Maestro Rodrigo y Juan XXIII también perderán carriles para el tráfico al ceder espacio a las bicicletas

Avenida Maestro Rodrigo de Valencia. /
Avenida Maestro Rodrigo de Valencia.

Las obras en Navarro Reverter para la nueva red de la EMT eliminarán casi medio centenar de plazas de aparcamiento

ÁLEX SERRANOVALENCIA.

Los nuevos carriles bici que el Ayuntamiento de Valencia construirá en las avenidas Maestro Rodrigo y Juan XXIII eliminarán un carril para la circulación rodada para hacer hueco a los nuevos viales para los coches. Así figura en los planos del expediente que ha salido a oferta pública y en el que se adjudican, junto a estos dos carriles, otro en el eje Sancho Tello-Jerónimo Monsoriu.

La construcción de estos carriles bici proviene de la consulta ciudadana a los barrios del pasado año, en el que estos proyectos fueron votados por los residentes. En concreto, el carril bici de Juan XXIII recibió 194 votos, mientras que el de Maestro Rodrigo obtuvo 117 sufragios. El carril bici del eje Jerónimo de Monsoriu fue elegido por 345 vecinos, según figura en la página web de la edición 16/17 de Decidim VLC.

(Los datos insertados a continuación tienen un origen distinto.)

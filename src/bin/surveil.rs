// surveil - frame extraction, windowed summarization and the reports service

use anyhow::{bail, Context, Result};
use clap::{Parser, Subcommand};
use std::net::SocketAddr;
use std::path::PathBuf;
use std::sync::Arc;
use std::time::Duration;
use tracing::info;
use tracing_subscriber::EnvFilter;

use surveil_summarizer::server::{router, AppState};
use surveil_summarizer::{
    safe_name, Captioner, CommandCaptioner, ExtractConfig, FrameExtractor, MockCaptioner, MockSummarizer,
    OllamaCli, Pipeline, PipelineConfig, ReportStore, Summarizer,
};

#[derive(Parser)]
#[command(name = "surveil", version, about = "Summarize surveillance video with local captioning and LLM oracles")]
struct Args {
    #[command(subcommand)]
    command: Cmd,
}

#[derive(Subcommand)]
enum Cmd {
    /// Extract sampled frames into <out-root>/<video name>/ with a metadata.json index
    Extract {
        /// Input video file
        video: PathBuf,

        /// Frames per second to sample
        #[arg(long, default_value_t = 1.0)]
        fps: f64,

        /// Stop after this many frames
        #[arg(long)]
        max_frames: Option<usize>,

        #[arg(long, default_value = "data/processed")]
        out_root: PathBuf,
    },

    /// Caption, summarize, merge and refine a processed video directory
    Summarize {
        /// Path to data/processed/<video>
        processed_dir: PathBuf,

        /// Window size in seconds
        #[arg(long = "window", default_value_t = 20.0)]
        window_size: f64,

        /// Seconds between window starts
        #[arg(long, default_value_t = 10.0)]
        stride: f64,

        #[arg(long, default_value_t = 3)]
        frames_per_window: usize,

        /// Largest silent gap (seconds) still merged into one segment
        #[arg(long, default_value_t = 2.0)]
        merge_gap: f64,

        #[arg(long, default_value = "qwen3:8b")]
        ollama_model: String,

        /// Oracle timeout in seconds
        #[arg(long, default_value_t = 60)]
        timeout: u64,

        /// External captioning command; the image path is appended as the last argument
        #[arg(long, conflicts_with = "mock_captioner")]
        captioner_cmd: Option<String>,

        /// Describe frames from their image headers instead of a real model
        #[arg(long)]
        mock_captioner: bool,

        /// Answer prompts with canned demo summaries instead of running a model
        #[arg(long)]
        mock_oracle: bool,

        /// Skip the refinement pass over merged segments
        #[arg(long)]
        no_refine: bool,

        /// Caption frames and refine segments concurrently
        #[arg(long)]
        parallel: bool,

        /// Most refinement oracle calls in flight with --parallel
        #[arg(long, default_value_t = 2)]
        max_concurrent_refines: usize,

        #[arg(long, default_value = "data/reports")]
        output_dir: PathBuf,
    },

    /// Serve the reports HTTP API
    Serve {
        #[arg(long, default_value = "127.0.0.1")]
        host: String,

        #[arg(long, default_value_t = 8000)]
        port: u16,

        /// SQLite database file
        #[arg(long, env = "REPORTS_DB", default_value = "reports.db")]
        db: PathBuf,
    },
}

#[tokio::main]
async fn main() -> Result<()> {
    tracing_subscriber::fmt()
        .with_env_filter(
            EnvFilter::try_from_default_env()
                .unwrap_or_else(|_| EnvFilter::new("info"))
        )
        .init();

    match Args::parse().command {
        Cmd::Extract { video, fps, max_frames, out_root } => {
            let out_dir = out_root.join(safe_name(&video));
            let extractor = FrameExtractor::new(ExtractConfig { fps, scale: None, max_frames });
            let index = extractor
                .extract(&video, &out_dir)
                .with_context(|| format!("Failed to extract frames from {}", video.display()))?;
            info!("Extracted {} frames from {}", index.frames.len(), index.video);
        }

        Cmd::Summarize {
            processed_dir,
            window_size,
            stride,
            frames_per_window,
            merge_gap,
            ollama_model,
            timeout,
            captioner_cmd,
            mock_captioner,
            mock_oracle,
            no_refine,
            parallel,
            max_concurrent_refines,
            output_dir,
        } => {
            let captioner: Arc<dyn Captioner> = match (captioner_cmd, mock_captioner) {
                (Some(line), _) => match CommandCaptioner::from_command_line(&line) {
                    Some(c) => Arc::new(c),
                    None => bail!("--captioner-cmd is empty"),
                },
                (None, true) => Arc::new(MockCaptioner),
                (None, false) => bail!("Choose a captioner: --captioner-cmd <command> or --mock-captioner"),
            };

            let config = PipelineConfig {
                window_size,
                stride,
                frames_per_window,
                merge_gap,
                timeout: Duration::from_secs(timeout),
                refine: !no_refine,
                parallel,
                max_concurrent_refines,
                output_dir,
            };

            let summarizer: Arc<dyn Summarizer> = if mock_oracle {
                info!("🎬 Summarizing {} with the mock oracle", processed_dir.display());
                Arc::new(MockSummarizer)
            } else {
                let ollama = OllamaCli::new(ollama_model);
                info!("🎬 Summarizing {} with {}", processed_dir.display(), ollama.model());
                Arc::new(ollama)
            };
            let pipeline = Pipeline::new(config, captioner, summarizer);
            let (report, path) = pipeline
                .run(&processed_dir)
                .await
                .with_context(|| format!("Failed to summarize {}", processed_dir.display()))?;

            info!("   ✓ {} segments written to {}", report.summaries.len(), path.display());
        }

        Cmd::Serve { host, port, db } => {
            let store = ReportStore::open(&db)
                .await
                .with_context(|| format!("Failed to open report store {}", db.display()))?;

            let addr = SocketAddr::new(host.parse().context("Invalid host")?, port);
            let listener = tokio::net::TcpListener::bind(addr)
                .await
                .with_context(|| format!("Failed to bind {}", addr))?;
            info!("📡 Serving reports API on {}", addr);

            let app = router(AppState { store: store.clone() });
            let served = axum::serve(listener, app)
                .with_graceful_shutdown(shutdown_signal())
                .await;

            store.close().await;
            served.context("Server error")?;
        }
    }

    Ok(())
}

async fn shutdown_signal() {
    if let Err(e) = tokio::signal::ctrl_c().await {
        tracing::warn!("Failed to listen for shutdown signal: {}", e);
        std::future::pending::<()>().await;
    }
    info!("Shutdown requested");
}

Estas obras tendrán un coste combinado de 763.565,74 euros. Donde más afección al tráfico tendrán estos trabajos será en las avenidas Maestro Rodrigo y Juan XXIII, principales entradas al eje de General Avilés y a Peset Aleixandre desde la Ronda Norte, respectivamente. En estos dos casos, el carril bici discurrirá sobre todo por la calzada (aunque también irá por la acera en tramos en los que sea absolutamente imprescindible). En Maestro Rodrigo, el nuevo carril bici bidireccional congestionará el tráfico en sentido salida de la ciudad en el tramo entre General Avilés, mientras que en Juan XXIII el carril se ubicará en sentido Primado Reig. Se eliminará un carril de cada avenida, cada una con cuatro carriles por sentido.

En ambas avenidas hay cuatro viales y ahora se quitará uno en cada una de las calles

Cabe recordar que estas actuaciones, surgidas de los presupuestos participativos, se reproducirán en otras calles de la ciudad, como por ejemplo Reino de Valencia. Principal vía de conexión entre la margen derecha del río y calles como Gran Vía Germanías, Colón o Ruzafa, la construcción de un carril bici en esta avenida supondrá la eliminación de otro carril en sentido centro de la ciudad. Tanto PP como Ciudadanos en el Ayuntamiento de Valencia han pedido al Consistorio que elimine el proyecto. De los presupuestos participativos queda pendiente la construcción del carril bici en las grandes vías Fernando el Católico y Ramón y Cajal, una decisión polémica amparada por la votación de proyectos de este año que ya fue apartada en su momento por el PP, que llegó a tenerla sobre la mesa. El concejal de Tráfico de entonces, Alberto Mendoza, argumentó que el carril bici tendría que quitar un carril de las grandes vías y congestionaría una de las rondas más importantes de la ciudad.

Sin zona azul

También habrá problemas, pero de otro tipo, en Navarro Reverter. Esta calle, que une la Porta de la Mar y la plaza de América y la margen derecha del río, está en obras desde ayer para proyectar un carril bus en contradirección que permitirá a los autobuses municipales remontar la calle, ahorrarse mucho recorrido y conectar con el intercambiador que la EMT quiere construir en la Porta de la Mar. Esta instalación permitirá, según la empresa municipal, mejorar la conectividad con el centro de la ciudad y reducir las emisiones contaminantes.

Los proyectos vecinales han sido apoyados por poco más de un centenar de personas

Pero las obras de Navarro Reverter han desvelado una sorpresa desagradable para los vecinos. Aunque en su momento el concejal de Movilidad Sostenible, Giuseppe Grezzi, no quiso explicar por dónde iría el carril bus y si se eliminaría el aparcamiento en cordón de la calle, que además es zona azul, el inicio de las obras ha desvelado que efectivamente el carril bus obliga a retirar casi medio centenar de plazas de aparcamiento, así como a retranquear aceras y otras plataformas.

Los residentes critican la eliminación de las plazas. «No sé dónde vamos a dejar los coches ahora, nos obligan a comprarnos una plaza de garaje», decía ayer por la mañana José María, que trabaja en la misma calle. «La verdad es que nos fastidia mucho. Además ahora tendrán que llevarse la zona azul a otro sitio de la ciudad», comentaba su esposa, Carmen. Este diario intentó ayer ponerse en contacto con la concejalía de Movilidad Sostenible para preguntar sobre el tema, pero fue imposible.